= Frank M. Jones =

American merchant and politician

Frank Marion Jones (November 18, 1847 – January 28, 1922) was an American merchant and politician from New York.

== Life ==
Jones was born on November 18, 1847, in Union Hill, New York, the son of Chester Jones and Hannah Millard. After attending the local school he initially worked on the family farm. In 1867, he took over his dying father's store and worked there for the next three years. After his marriage, he moved to Ontario and owned a general store there for four years. While living in Ontario, he served as town clerk and assessor

Jones then moved back to Union Hill, where he built and owned the main store. He also secured and named the Union Hill post office, and served as its first postmaster for about ten years. In 1885, he was elected town supervisor and served in that position for the five years. In 1886, he sold his store and started a hardware store. In 1890, he moved to the village of Webster, where he purchased an extensive general store. He also served as inspector of the Monroe County Penitentiary.

In 1889, Jones was elected to the New York State Assembly as a Republican, representing the Monroe County 1st District.

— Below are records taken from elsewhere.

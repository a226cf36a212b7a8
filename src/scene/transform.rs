//! Object transforms

use glam::{Mat4, Quat, Vec3};

/// Position, rotation and scale of an object in world space
#[derive(Debug, Clone, Copy, PartialEq)]
pub struct Transform {
    pub position: Vec3,
    pub rotation: Quat,
    pub scale: Vec3,
}

impl Default for Transform {
    fn default() -> Self {
        Self {
            position: Vec3::ZERO,
            rotation: Quat::IDENTITY,
            scale: Vec3::ONE,
        }
    }
}

impl Transform {
    pub fn new() -> Self {
        Self::default()
    }

    pub fn from_position(position: Vec3) -> Self {
        Self {
            position,
            ..Default::default()
        }
    }

    pub fn from_position_scale(position: Vec3, scale: Vec3) -> Self {
        Self {
            position,
            scale,
            ..Default::default()
        }
    }

    /// World matrix: scale, then rotate, then translate
    pub fn matrix(&self) -> Mat4 {
        Mat4::from_scale_rotation_translation(self.scale, self.rotation, self.position)
    }

    /// Inverse transpose of the world matrix, for transforming normals
    pub fn inverse_transpose(&self) -> Mat4 {
        self.matrix().inverse().transpose()
    }

    /// Local -Z in world space
    pub fn forward(&self) -> Vec3 {
        self.rotation * -Vec3::Z
    }

    pub fn translate(&mut self, offset: Vec3) {
        self.position += offset;
    }

    /// Rotate around an axis
    pub fn rotate_axis(&mut self, axis: Vec3, angle: f32) {
        let delta = Quat::from_axis_angle(axis, angle);
        self.rotation = delta * self.rotation;
    }
}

He served in the Assembly in 1890, 1891, and 1892. In 1908, he was elected treasurer of Monroe County. He was an alternate delegate to the 1908 and 1912 Republican National Conventions, and was a delegate to the 1915 New York Constitutional Convention.

Jones married M. Louise Cranmer of Ontario in 1869. He was a freemason and a Shriner, and was a member and trustee of the Webster Presbyterian Church.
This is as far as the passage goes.